Common Credit Repair Mistakes (and How to Avoid Them)

The task of credit repair is an admirable one, but your efforts can backfire without the proper guidance. What may seem like a sound decision could actually hurt your credit score in the process. Fix credit mistakes and avoid new ones by thinking twice about:

Debt consolidation. Drowning in debt is overwhelming, and debt consolidation may seem like an easy fix. After all, why deal with three credit card balances when you can transfer all your debt onto one? You may even choose to take out a personal loan to cover the expenses. While these may appear to be valid credit repair efforts, debt consolidation can come with many drawbacks, including:

o The need for discipline. Maintaining your debt on one account may be simpler, but do you have the discipline? A higher balance on a single card requires you to pay down the balance sooner if you would like to avoid compounding interest. Plus, if you are serious about credit repair, it also means no more spending on the old accounts.

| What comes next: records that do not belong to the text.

//! GeoPoint repository for database operations.

use chrono::{DateTime, Utc};
use sqlx::PgPool;

use crate::entities::GeoPointEntity;
use crate::metrics::QueryTimer;

/// Repository for driver position time-series operations.
///
/// The table is append-only: rows are inserted on each ping and removed only
/// by the retention job.
#[derive(Clone)]
pub struct GeoPointRepository {
    pool: PgPool,
}

impl GeoPointRepository {
    /// Creates a new GeoPointRepository with the given connection pool.
    pub fn new(pool: PgPool) -> Self {
        Self { pool }
    }

    /// Insert a new position observation.
    #[allow(clippy::too_many_arguments)]
    pub async fn insert(
        &self,
        driver_id: i64,
        delivery_id: Option<i64>,
        lat: f64,
        long: f64,
        speed_kmh: Option<f64>,
        heading_degrees: Option<f64>,
        accuracy_meters: Option<f64>,
    ) -> Result<GeoPointEntity, sqlx::Error> {
        let timer = QueryTimer::new("insert_geo_point");
        let result = sqlx::query_as::<_, GeoPointEntity>(
            r#"
            INSERT INTO geo_points (driver_id, delivery_id, lat, long, timestamp,
                                    speed_kmh, heading_degrees, accuracy_meters)
            VALUES ($1, $2, $3, $4, NOW(), $5, $6, $7)
            RETURNING *
            "#,
        )
        .bind(driver_id)
        .bind(delivery_id)
        .bind(lat)
        .bind(long)
        .bind(speed_kmh)
        .bind(heading_degrees)
        .bind(accuracy_meters)
        .fetch_one(&self.pool)
        .await;
        timer.record();
        result
    }

    /// Latest active position per distinct driver.
    ///
    /// Rows with out-of-range coordinates are excluded; they are unusable in
    /// distance and geofence computations.
    pub async fn find_latest_per_driver(&self) -> Result<Vec<GeoPointEntity>, sqlx::Error> {
        let timer = QueryTimer::new("find_latest_per_driver");
        let result = sqlx::query_as::<_, GeoPointEntity>(
            r#"
            SELECT DISTINCT ON (driver_id) *
            FROM geo_points
            WHERE active = true
              AND lat BETWEEN -90 AND 90
              AND long BETWEEN -180 AND 180
            ORDER BY driver_id, timestamp DESC, id DESC
            "#,
        )
        .fetch_all(&self.pool)
        .await;
        timer.record();
        result
    }

    /// Latest active position for a (driver, delivery) pair.
    pub async fn find_latest_for_pair(
        &self,
        driver_id: i64,
        delivery_id: i64,
    ) -> Result<Option<GeoPointEntity>, sqlx::Error> {
        let timer = QueryTimer::new("find_latest_for_pair");
        let result = sqlx::query_as::<_, GeoPointEntity>(
            r#"
            SELECT * FROM geo_points
            WHERE driver_id = $1 AND delivery_id = $2 AND active = true
            ORDER BY timestamp DESC, id DESC
            LIMIT 1
            "#,
        )
        .bind(driver_id)
        .bind(delivery_id)
        .fetch_optional(&self.pool)
        .await;
        timer.record();
        result
    }

    /// Chronological (newest-first) position history for a driver, keyed by
    /// a composite (timestamp, id) cursor. Fetches `limit + 1` rows so the
    /// caller can detect whether more pages exist.
    pub async fn history_by_driver(
        &self,
        driver_id: i64,
        cursor: Option<(DateTime<Utc>, i64)>,
        limit: i64,
    ) -> Result<Vec<GeoPointEntity>, sqlx::Error> {
        let timer = QueryTimer::new("geo_point_history_by_driver");
        let result = match cursor {
            Some((timestamp, id)) => {
                sqlx::query_as::<_, GeoPointEntity>(
                    r#"
                    SELECT * FROM geo_points
                    WHERE driver_id = $1 AND active = true
                      AND (timestamp, id) < ($2, $3)
                    ORDER BY timestamp DESC, id DESC
                    LIMIT $4
                    "#,
                )
                .bind(driver_id)
                .bind(timestamp)
                .bind(id)
                .bind(limit + 1)
                .fetch_all(&self.pool)
                .await
            }
            None => {
                sqlx::query_as::<_, GeoPointEntity>(
                    r#"
                    SELECT * FROM geo_points
                    WHERE driver_id = $1 AND active = true
                    ORDER BY timestamp DESC, id DESC
                    LIMIT $2
                    "#,
                )
                .bind(driver_id)
                .bind(limit + 1)
                .fetch_all(&self.pool)
                .await
            }
        };
        timer.record();
        result
    }

    /// Position history for a delivery (the route actually travelled).
    pub async fn history_by_delivery(
        &self,
        delivery_id: i64,
        cursor: Option<(DateTime<Utc>, i64)>,
        limit: i64,
    ) -> Result<Vec<GeoPointEntity>, sqlx::Error> {
        let timer = QueryTimer::new("geo_point_history_by_delivery");
        let result = match cursor {
            Some((timestamp, id)) => {
                sqlx::query_as::<_, GeoPointEntity>(
                    r#"
                    SELECT * FROM geo_points
                    WHERE delivery_id = $1 AND active = true
                      AND (timestamp, id) < ($2, $3)
                    ORDER BY timestamp DESC, id DESC
                    LIMIT $4
                    "#,
                )
                .bind(delivery_id)
                .bind(timestamp)
                .bind(id)
                .bind(limit + 1)
                .fetch_all(&self.pool)
                .await
            }
            None => {
                sqlx::query_as::<_, GeoPointEntity>(
                    r#"
                    SELECT * FROM geo_points
                    WHERE delivery_id = $1 AND active = true
                    ORDER BY timestamp DESC, id DESC
                    LIMIT $2
                    "#,
                )
                .bind(delivery_id)
                .bind(limit + 1)
                .fetch_all(&self.pool)
                .await
            }
        };
        timer.record();
        result
    }

    /// Delete one batch of points created before the cutoff. Returns the
    /// number of rows removed; callers loop until a short batch comes back.
    pub async fn delete_batch_before(
        &self,
        cutoff: DateTime<Utc>,
        batch_size: i64,
    ) -> Result<u64, sqlx::Error> {
        let timer = QueryTimer::new("delete_geo_points_before");
        let result = sqlx::query(
            r#"
            WITH to_delete AS (
                SELECT id FROM geo_points
                WHERE created_at < $1
                LIMIT $2
            )
            DELETE FROM geo_points
            WHERE id IN (SELECT id FROM to_delete)
            "#,
        )
        .bind(cutoff)
        .bind(batch_size)
        .execute(&self.pool)
        .await?;
        timer.record();
        Ok(result.rows_affected())
    }
}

o Credit score damage. Many people who consolidate choose to close their old accounts. This decision shortens the length of their credit history and likely increases their credit utilization ratios, both of which are factors that can damage your credit scores. The result? Depressed credit scores almost always mean higher interest rates.

o Lender bias. When applying for a new loan, lenders like to see a variety of well-managed accounts on your credit report. Debt consolidation simplifies your commitments, often leaving you with a single account and a large balance. Prospective lenders may be less willing to work with you as a result, especially if you’ve closed the other accounts, since consolidation may portray you unfairly as someone who simply can’t handle multiple commitments.

Home equity or other loans. Borrowing from Pete to pay Paul is never a long-term solution. Taking out a personal or home equity loan could save you from ballooning credit card debt, but is it worth the inherent risk? Such loans come with fixed monthly payments and non-negotiable terms. If you are unable to pay, your credit score—and even your home—may be at stake. The bottom line: taking on a new asset-guaranteed loan should be a last resort. Fix credit problems by ensuring that the benefits outweigh the consequences.

Paying collections and charge-offs. Collection agencies can be annoying and even frightening at times. Avoid letting the pressure to pay override your good judgment. Despite popular belief, paying the remaining balance of a charged off account will not fix credit mistakes of the past. Where your credit score is concerned, a paid charge-off hurts your score as much as an unpaid one; it’s simply the inclusion of such accounts that suggest your unreliability as a borrower. That said, there are certainly other benefits to repaying your obligations. Learn more about debt validation before taking action.

Wiping out all debts. You may be desperate to live debt-free, but maintaining credit silence will not help your score. Since good credit is active credit, stagnant accounts can hurt you over time. Practice controlled spending by charging a few items each month and paying the balance right away. Effective credit repair is about demonstrating good habits regarding debt repayment, irrespective of the size of ones debts.